▸ **WHAT TO DO**:
Below are the entries; determine how many of their lines contain the string "fold" and give that figure alone.
[Opening EXTRACTED RECORDS section]
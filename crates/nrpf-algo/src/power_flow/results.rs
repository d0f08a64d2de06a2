//! Post-solve reporting: bus voltages, device power, residuals.

use std::fmt::Write as _;
use std::time::Duration;

use serde::Serialize;

use nrpf_core::units::{to_mvar, to_mw};
use nrpf_core::{BusId, Degrees, Megavars, Megawatts, NrpfResult, Radians};

use crate::elements::Element;
use crate::network::NetworkModel;

/// Voltage and multipliers at one bus.
#[derive(Debug, Clone, PartialEq, Serialize)]
pub struct BusResult {
    pub bus: BusId,
    pub name: String,
    pub v_mag: f64,
    pub v_ang: Degrees,
    /// KCL multipliers (infeasibility analysis only)
    pub lambda_r: Option<f64>,
    pub lambda_i: Option<f64>,
}

/// Power delivered to the network by a device.
#[derive(Debug, Clone, PartialEq, Serialize)]
pub struct InjectionResult {
    pub name: String,
    pub bus: BusId,
    /// Active power in system units (per unit, or watts for unscaled cases)
    pub p: f64,
    pub q: f64,
    /// `p` on the network's MVA base, when it has one
    pub p_mw: Option<Megawatts>,
    pub q_mvar: Option<Megavars>,
}

impl InjectionResult {
    fn new(name: &str, bus: BusId, p: f64, q: f64, base_mva: Option<f64>) -> Self {
        Self {
            name: name.to_string(),
            bus,
            p,
            q,
            p_mw: base_mva.map(|base| to_mw(p, base)),
            q_mvar: base_mva.map(|base| to_mvar(q, base)),
        }
    }
}

/// Fictitious current needed at a bus to make the case feasible.
#[derive(Debug, Clone, PartialEq, Serialize)]
pub struct InfeasibilityResult {
    pub bus: BusId,
    pub name: String,
    pub ir: f64,
    pub ii: f64,
    pub injection: InjectionResult,
}

#[derive(Debug, Clone, PartialEq, Serialize)]
pub struct PowerFlowResults {
    pub converged: bool,
    pub iterations: usize,
    /// Homotopy factor of the final solve (1.0 unless tx-stepping stopped early)
    pub tx_factor: f64,
    /// Outer device-control rounds that changed a device state
    pub device_adjustments: usize,
    pub duration: Duration,
    pub solution: Vec<f64>,
    pub buses: Vec<BusResult>,
    pub generators: Vec<InjectionResult>,
    pub slacks: Vec<InjectionResult>,
    pub infeasibility: Vec<InfeasibilityResult>,
    /// Largest `|Y·v − J|` over all rows of the full-strength model
    pub max_residual: f64,
}

impl PowerFlowResults {
    pub fn from_solution(
        network: &NetworkModel,
        solution: Vec<f64>,
        converged: bool,
        iterations: usize,
        duration: Duration,
    ) -> NrpfResult<Self> {
        let nodes = network.nodes();
        let v = &solution;
        let base = network.base_mva();

        let buses = nodes
            .buses()
            .map(|(bus, pair)| {
                let (vr, vi) = (v[pair.r], v[pair.i]);
                BusResult {
                    bus,
                    name: network.bus_name(bus).unwrap_or_default().to_string(),
                    v_mag: vr.hypot(vi),
                    v_ang: Radians(vi.atan2(vr)).to_degrees(),
                    lambda_r: pair.lr.map(|k| v[k]),
                    lambda_i: pair.li.map(|k| v[k]),
                }
            })
            .collect();

        let mut generators = Vec::new();
        let mut slacks = Vec::new();
        let mut infeasibility = Vec::new();
        for element in network.elements() {
            match element {
                Element::Generator(g) => {
                    let q = v[g.q_unknown().index];
                    generators.push(InjectionResult::new(&g.name, g.bus, g.p, q, base));
                }
                Element::Source(s) => {
                    let (p, q) = s.power_output(v, nodes)?;
                    slacks.push(InjectionResult::new(&s.name, s.bus, p, q, base));
                }
                Element::Infeasibility(inf) => {
                    let cur = inf.current_unknowns();
                    let (p, q) = inf.power(v, nodes)?;
                    let name = network.bus_name(inf.bus).unwrap_or_default();
                    infeasibility.push(InfeasibilityResult {
                        bus: inf.bus,
                        name: name.to_string(),
                        ir: v[cur.r],
                        ii: v[cur.i],
                        injection: InjectionResult::new(name, inf.bus, p, q, base),
                    });
                }
                _ => {}
            }
        }

        let max_residual = network
            .calculate_residuals(v)?
            .values()
            .fold(0.0f64, |acc, r| acc.max(r.abs()));

        Ok(Self {
            converged,
            iterations,
            tx_factor: 1.0,
            device_adjustments: 0,
            duration,
            solution,
            buses,
            generators,
            slacks,
            infeasibility,
            max_residual,
        })
    }

    pub fn bus(&self, name: &str) -> Option<&BusResult> {
        self.buses.iter().find(|b| b.name == name)
    }

    /// Largest infeasibility current magnitude (zero without the analysis).
    pub fn max_infeasibility_current(&self) -> f64 {
        self.infeasibility
            .iter()
            .map(|inf| inf.ir.hypot(inf.ii))
            .fold(0.0, f64::max)
    }

    /// Human-readable list of buses that need a non-zero infeasibility
    /// current above `threshold`.
    pub fn report_infeasible(&self, threshold: f64) -> String {
        let mut out = String::new();
        let offenders: Vec<&InfeasibilityResult> = self
            .infeasibility
            .iter()
            .filter(|inf| inf.ir.hypot(inf.ii) > threshold)
            .collect();
        if offenders.is_empty() {
            out.push_str("no infeasibility currents above threshold");
            return out;
        }
        let _ = writeln!(out, "{} infeasible bus(es):", offenders.len());
        for inf in offenders {
            let _ = write!(
                out,
                "  {} ({}): I = {:.6} {:+.6}j",
                inf.name, inf.bus, inf.ir, inf.ii
            );
            match (inf.injection.p_mw, inf.injection.q_mvar) {
                (Some(p), Some(q)) => {
                    let _ = writeln!(out, ", S = {:.3} MW {:+.3} Mvar", p.0, q.0);
                }
                _ => {
                    let _ = writeln!(out, ", S = {:.6} {:+.6}j", inf.injection.p, inf.injection.q);
                }
            }
        }
        out
    }
}

#[cfg(test)]
mod tests {
    use super::*;
    use crate::network::NetworkModelBuilder;
    use num_complex::Complex64;

    #[test]
    fn bus_and_slack_reporting() {
        let mut b = NetworkModelBuilder::new(false).with_base_mva(100.0);
        let bus = b.add_bus("only", Complex64::new(1.0, 0.0)).unwrap();
        b.add_slack("src", bus, 1.0, 0.0);
        b.add_pq_load("ld", bus, None, 0.5, 0.2);
        let net = b.build().unwrap();

        // exact solution: V = 1, source current −(0.5 − 0.2j)
        let v = vec![1.0, 0.0, -0.5, 0.2];
        let res = PowerFlowResults::from_solution(&net, v, true, 1, Duration::ZERO).unwrap();

        let only = res.bus("only").unwrap();
        assert!((only.v_mag - 1.0).abs() < 1e-12);
        assert!(only.v_ang.0.abs() < 1e-12);
        assert_eq!(only.lambda_r, None);

        let slack = &res.slacks[0];
        assert!((slack.p - 0.5).abs() < 1e-12);
        assert!((slack.q - 0.2).abs() < 1e-12);
        assert!((slack.p_mw.unwrap().0 - 50.0).abs() < 1e-9);
        assert!(res.max_residual < 1e-12);
        assert!(res.report_infeasible(1e-6).contains("no infeasibility"));
    }
}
[Closing EXTRACTED RECORDS section]
▸ **RESULT**:
2